→ Required work: Below are some records. Print exactly the lines between the one holding "the drive model." and the one holding "let (sliding, hovering)", inclusive, and nothing else.

→ Records supplied:
**********

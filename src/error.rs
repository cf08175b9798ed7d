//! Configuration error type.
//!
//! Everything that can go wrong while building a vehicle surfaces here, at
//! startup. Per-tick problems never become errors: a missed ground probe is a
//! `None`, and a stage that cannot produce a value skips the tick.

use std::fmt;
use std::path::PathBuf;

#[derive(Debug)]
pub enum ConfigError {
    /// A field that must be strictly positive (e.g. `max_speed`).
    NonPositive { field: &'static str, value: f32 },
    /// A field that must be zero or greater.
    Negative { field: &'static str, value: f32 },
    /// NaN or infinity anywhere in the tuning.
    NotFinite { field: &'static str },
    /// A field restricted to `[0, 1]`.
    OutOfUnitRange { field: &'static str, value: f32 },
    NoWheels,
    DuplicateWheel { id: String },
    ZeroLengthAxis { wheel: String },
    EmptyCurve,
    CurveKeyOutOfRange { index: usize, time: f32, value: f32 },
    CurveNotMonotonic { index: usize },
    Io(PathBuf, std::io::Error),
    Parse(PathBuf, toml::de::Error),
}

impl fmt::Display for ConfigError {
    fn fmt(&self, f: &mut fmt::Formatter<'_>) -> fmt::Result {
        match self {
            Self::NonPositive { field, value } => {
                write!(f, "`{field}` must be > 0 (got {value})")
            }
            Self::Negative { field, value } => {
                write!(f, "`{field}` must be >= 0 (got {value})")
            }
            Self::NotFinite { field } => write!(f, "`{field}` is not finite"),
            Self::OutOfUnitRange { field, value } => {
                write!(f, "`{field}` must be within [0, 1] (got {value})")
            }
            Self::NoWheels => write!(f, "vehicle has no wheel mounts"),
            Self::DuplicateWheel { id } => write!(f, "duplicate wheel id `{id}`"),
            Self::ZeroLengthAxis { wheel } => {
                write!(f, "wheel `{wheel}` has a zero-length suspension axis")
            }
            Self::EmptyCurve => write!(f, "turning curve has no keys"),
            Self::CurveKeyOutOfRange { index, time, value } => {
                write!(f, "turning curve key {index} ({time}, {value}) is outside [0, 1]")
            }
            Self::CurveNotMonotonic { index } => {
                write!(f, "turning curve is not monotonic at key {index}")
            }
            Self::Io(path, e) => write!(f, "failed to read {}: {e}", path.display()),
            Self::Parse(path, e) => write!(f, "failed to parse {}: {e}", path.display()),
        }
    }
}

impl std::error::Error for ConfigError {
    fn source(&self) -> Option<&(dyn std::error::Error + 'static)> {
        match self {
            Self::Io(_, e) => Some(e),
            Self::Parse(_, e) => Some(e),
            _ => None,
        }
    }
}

**********

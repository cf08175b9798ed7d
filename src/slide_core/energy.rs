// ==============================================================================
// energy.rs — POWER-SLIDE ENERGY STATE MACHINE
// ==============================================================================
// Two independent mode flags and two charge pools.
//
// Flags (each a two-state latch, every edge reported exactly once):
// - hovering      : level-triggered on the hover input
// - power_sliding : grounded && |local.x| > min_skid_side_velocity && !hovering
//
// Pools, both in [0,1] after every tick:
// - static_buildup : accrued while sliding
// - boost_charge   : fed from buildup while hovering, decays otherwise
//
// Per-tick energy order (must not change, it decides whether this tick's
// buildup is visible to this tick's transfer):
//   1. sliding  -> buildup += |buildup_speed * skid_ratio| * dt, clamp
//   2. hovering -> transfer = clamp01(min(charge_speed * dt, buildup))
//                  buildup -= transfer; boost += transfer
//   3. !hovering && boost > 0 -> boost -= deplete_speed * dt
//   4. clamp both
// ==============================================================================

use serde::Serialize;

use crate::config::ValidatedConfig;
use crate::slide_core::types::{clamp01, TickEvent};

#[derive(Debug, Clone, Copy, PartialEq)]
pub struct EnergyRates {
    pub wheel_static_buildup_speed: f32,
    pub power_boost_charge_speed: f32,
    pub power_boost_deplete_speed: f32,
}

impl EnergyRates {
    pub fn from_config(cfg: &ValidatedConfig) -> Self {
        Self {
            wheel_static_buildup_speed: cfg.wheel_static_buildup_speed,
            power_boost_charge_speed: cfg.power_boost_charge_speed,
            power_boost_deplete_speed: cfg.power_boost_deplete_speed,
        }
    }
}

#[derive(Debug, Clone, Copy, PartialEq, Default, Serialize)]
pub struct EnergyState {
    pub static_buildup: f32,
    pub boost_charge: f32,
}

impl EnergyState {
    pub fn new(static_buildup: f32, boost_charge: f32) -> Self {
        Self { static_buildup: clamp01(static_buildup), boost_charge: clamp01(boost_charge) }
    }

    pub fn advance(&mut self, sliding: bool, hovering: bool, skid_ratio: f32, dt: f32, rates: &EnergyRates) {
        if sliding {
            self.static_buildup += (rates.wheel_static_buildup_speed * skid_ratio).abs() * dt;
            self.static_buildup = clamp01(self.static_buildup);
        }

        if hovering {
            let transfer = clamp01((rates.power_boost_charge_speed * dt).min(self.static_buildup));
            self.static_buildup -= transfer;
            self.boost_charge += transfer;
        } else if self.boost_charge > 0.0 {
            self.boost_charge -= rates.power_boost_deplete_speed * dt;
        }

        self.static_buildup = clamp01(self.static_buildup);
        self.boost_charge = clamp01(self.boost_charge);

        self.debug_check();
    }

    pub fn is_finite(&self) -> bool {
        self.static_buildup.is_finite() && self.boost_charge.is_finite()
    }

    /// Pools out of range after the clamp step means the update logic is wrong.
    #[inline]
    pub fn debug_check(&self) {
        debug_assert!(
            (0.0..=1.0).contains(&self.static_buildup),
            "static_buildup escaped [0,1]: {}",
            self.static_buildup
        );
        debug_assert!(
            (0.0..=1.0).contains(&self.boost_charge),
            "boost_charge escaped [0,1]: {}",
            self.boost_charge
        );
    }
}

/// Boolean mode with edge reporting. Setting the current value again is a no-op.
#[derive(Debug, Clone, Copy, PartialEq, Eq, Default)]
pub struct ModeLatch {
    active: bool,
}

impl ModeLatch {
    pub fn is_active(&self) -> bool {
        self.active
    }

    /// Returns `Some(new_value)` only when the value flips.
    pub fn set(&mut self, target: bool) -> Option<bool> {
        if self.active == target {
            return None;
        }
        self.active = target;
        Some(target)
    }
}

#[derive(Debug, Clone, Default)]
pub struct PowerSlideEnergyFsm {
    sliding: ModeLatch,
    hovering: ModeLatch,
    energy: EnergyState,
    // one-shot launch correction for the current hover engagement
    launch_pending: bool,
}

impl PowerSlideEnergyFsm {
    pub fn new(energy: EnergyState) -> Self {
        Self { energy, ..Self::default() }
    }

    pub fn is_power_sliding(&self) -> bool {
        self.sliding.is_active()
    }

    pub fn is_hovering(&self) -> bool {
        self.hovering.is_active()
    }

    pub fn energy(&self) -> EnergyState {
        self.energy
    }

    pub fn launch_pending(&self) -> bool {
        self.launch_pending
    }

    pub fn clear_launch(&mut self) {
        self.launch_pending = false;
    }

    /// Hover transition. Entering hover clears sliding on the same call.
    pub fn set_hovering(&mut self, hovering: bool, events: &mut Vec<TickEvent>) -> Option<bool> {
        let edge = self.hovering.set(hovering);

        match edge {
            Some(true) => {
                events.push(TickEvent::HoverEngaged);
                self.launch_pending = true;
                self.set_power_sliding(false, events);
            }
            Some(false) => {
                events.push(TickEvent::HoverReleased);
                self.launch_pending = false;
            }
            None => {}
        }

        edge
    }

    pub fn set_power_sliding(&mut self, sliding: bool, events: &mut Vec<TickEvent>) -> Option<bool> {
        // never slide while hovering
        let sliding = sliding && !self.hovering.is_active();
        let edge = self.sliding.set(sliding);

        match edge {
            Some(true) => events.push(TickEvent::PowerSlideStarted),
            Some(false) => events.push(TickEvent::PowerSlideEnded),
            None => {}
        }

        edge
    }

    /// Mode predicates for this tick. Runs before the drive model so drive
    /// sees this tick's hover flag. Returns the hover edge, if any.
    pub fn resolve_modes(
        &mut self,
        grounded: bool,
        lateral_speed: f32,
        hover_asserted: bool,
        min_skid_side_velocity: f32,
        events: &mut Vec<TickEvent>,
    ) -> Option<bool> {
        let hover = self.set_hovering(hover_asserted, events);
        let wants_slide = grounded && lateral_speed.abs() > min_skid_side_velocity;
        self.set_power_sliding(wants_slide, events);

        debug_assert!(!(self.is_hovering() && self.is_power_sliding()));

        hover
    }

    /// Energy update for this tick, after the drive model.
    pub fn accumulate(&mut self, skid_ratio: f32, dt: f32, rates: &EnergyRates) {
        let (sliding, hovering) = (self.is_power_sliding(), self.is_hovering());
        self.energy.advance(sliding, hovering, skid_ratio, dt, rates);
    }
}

**********

→ Output of the task:
    /// Energy update for this tick, after the drive model.
    pub fn accumulate(&mut self, skid_ratio: f32, dt: f32, rates: &EnergyRates) {
        let (sliding, hovering) = (self.is_power_sliding(), self.is_hovering());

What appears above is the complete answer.